Here are five startups founded by women to pay attention to this year.

1. Maven

Certain aspects of women’s healthcare still to this day remain taboo talking points. Periods. Contraception. Fertility.

Maven was created to change this and to provide women with easy access to healthcare and a community of support.

Founded by Katherine Ryder in 2014, Maven is comprised of a group of doctors, nurses, mental health counsellors and specialists in all areas of women’s health. The app makes it incredibly easy to schedule a convenient appointment via video or private message.

2. iSonoHealth

iSonoHealth is a startup that is utilising the power of AI and 3D technology to help women with personalised at-home breast health monitoring.

Founded in 2015 by Maryam Ziaei and Shadi Saberi, the solution features a machine learning algorithm that helps doctors identify abnormal masses in real time and helps to provide a more accurate diagnosis. This is a game-changer in early detection when it comes to breast cancer and a breakthrough in health tech development.

3. The Pill Club

The Pill Club provides women with access to birth control online. Part of the company’s mission and value statement is that a woman should have the ability to decide what is best for herself when it comes to her health.

The Pill Club makes it extremely easy to obtain the right type of contraceptive and in most cases, provides it for free.

4. Gwynnie Bee

Given that the average woman in the United States is a size 16, the fact that struggling mainstream stores like Macy’s haven’t jumped at the opportunity to embrace this underserved market is baffling. Enter Gwynnie Bee, an online clothing subscription service specifically for plus sizes.

Founder Christine Hunsicker launched Gwynnie Bee after doing research that revealed that 80% of women in the U.S. are between the sizes of 10 to 32, yet most clothing stores don’t stock sizes to reflect that data.

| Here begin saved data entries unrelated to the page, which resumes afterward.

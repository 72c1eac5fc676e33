//! Configuration type definitions.

use super::enums::ColorSpec;
use crate::draw::StrategyKind;
use crate::draw::pen::{DEFAULT_MAX_WIDTH, DEFAULT_MIN_WIDTH};
use crate::input::MOUSE_FORCE;
use schemars::JsonSchema;
use serde::{Deserialize, Serialize};

/// Pen appearance and brush feel.
#[derive(Debug, Clone, Serialize, Deserialize, JsonSchema)]
pub struct PenConfig {
    /// Ink color - a named color (red, green, blue, white, black) or an RGB
    /// array like `[0, 0, 0]`
    #[serde(default = "default_pen_color")]
    pub color: ColorSpec,

    /// Line width at zero force, in physical pixels (valid range: 0.0 - 64.0)
    #[serde(default = "default_min_width")]
    pub min_width: f64,

    /// Line width at full force, in physical pixels (valid range: 0.0 - 64.0)
    #[serde(default = "default_max_width")]
    pub max_width: f64,

    /// Segment strategy: "smooth" (midpoint quadratic curves) or "simple"
    /// (straight segments)
    #[serde(default)]
    pub strategy: StrategyKind,
}

impl Default for PenConfig {
    fn default() -> Self {
        Self {
            color: default_pen_color(),
            min_width: default_min_width(),
            max_width: default_max_width(),
            strategy: StrategyKind::default(),
        }
    }
}

/// Device handling options.
#[derive(Debug, Clone, Serialize, Deserialize, JsonSchema)]
pub struct InputConfig {
    /// Synthetic force reported by mouse-class devices (valid range: 0.0 - 1.0)
    #[serde(default = "default_mouse_force")]
    pub mouse_force: f64,

    /// Accept pointing-device (mouse) input
    #[serde(default = "default_true")]
    pub enable_mouse: bool,

    /// Accept multi-touch input (stylus drawing and finger gestures)
    #[serde(default = "default_true")]
    pub enable_touch: bool,
}

impl Default for InputConfig {
    fn default() -> Self {
        Self {
            mouse_force: default_mouse_force(),
            enable_mouse: true,
            enable_touch: true,
        }
    }
}

/// Drawing surface geometry and background.
#[derive(Debug, Clone, Serialize, Deserialize, JsonSchema)]
pub struct SurfaceConfig {
    /// Displayed width in logical pixels (valid range: 1 - 16384)
    #[serde(default = "default_surface_width")]
    pub width: f64,

    /// Displayed height in logical pixels (valid range: 1 - 16384)
    #[serde(default = "default_surface_height")]
    pub height: f64,

    /// Physical-to-logical pixel ratio (valid range: 0.25 - 8.0)
    #[serde(default = "default_pixel_ratio")]
    pub pixel_ratio: f64,

    /// Paper color the surface clears to
    #[serde(default = "default_background")]
    pub background: ColorSpec,
}

impl Default for SurfaceConfig {
    fn default() -> Self {
        Self {
            width: default_surface_width(),
            height: default_surface_height(),
            pixel_ratio: default_pixel_ratio(),
            background: default_background(),
        }
    }
}

fn default_pen_color() -> ColorSpec {
    ColorSpec::Name("black".to_string())
}

fn default_min_width() -> f64 {
    DEFAULT_MIN_WIDTH
}

fn default_max_width() -> f64 {
    DEFAULT_MAX_WIDTH
}

fn default_mouse_force() -> f64 {
    MOUSE_FORCE
}

fn default_true() -> bool {
    true
}

fn default_surface_width() -> f64 {
    800.0
}

fn default_surface_height() -> f64 {
    600.0
}

fn default_pixel_ratio() -> f64 {
    1.0
}

fn default_background() -> ColorSpec {
    ColorSpec::Name("white".to_string())
}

Recently, the subscription service became so popular that women of all sizes wanted access. In January, Gwynnie Bee launched an all-size inclusive business model.

5. Speakable

By bridging the gap between media and impact, Speakable makes it easy to take action on current news stories and events that inspire you. Through the Action Button you can instantly contact your congressional representative to voice your opinion and take the necessary steps to enact change.

Speakable was founded by Jordan Hewson in 2015 after she was inspired by reading an article about Malala Yousafzai and clicking on a link to petition support for girls’ education. She realised that by making it extremely easy to take action on societal issues from human rights to stricter gun laws, more people would be willing to make their voices heard and actually feel like they are having an impact.

This ability to try and change the course of the news stories one will consume in the future is especially popular among today’s millennial generation. In an interview with Quartz, Hewson stated, They want to do more than just read headlines, they want to change headlines.

This is just a small sampling of the many startups that are currently working the change the world for women. It certainly goes without saying that the future is indeed, female.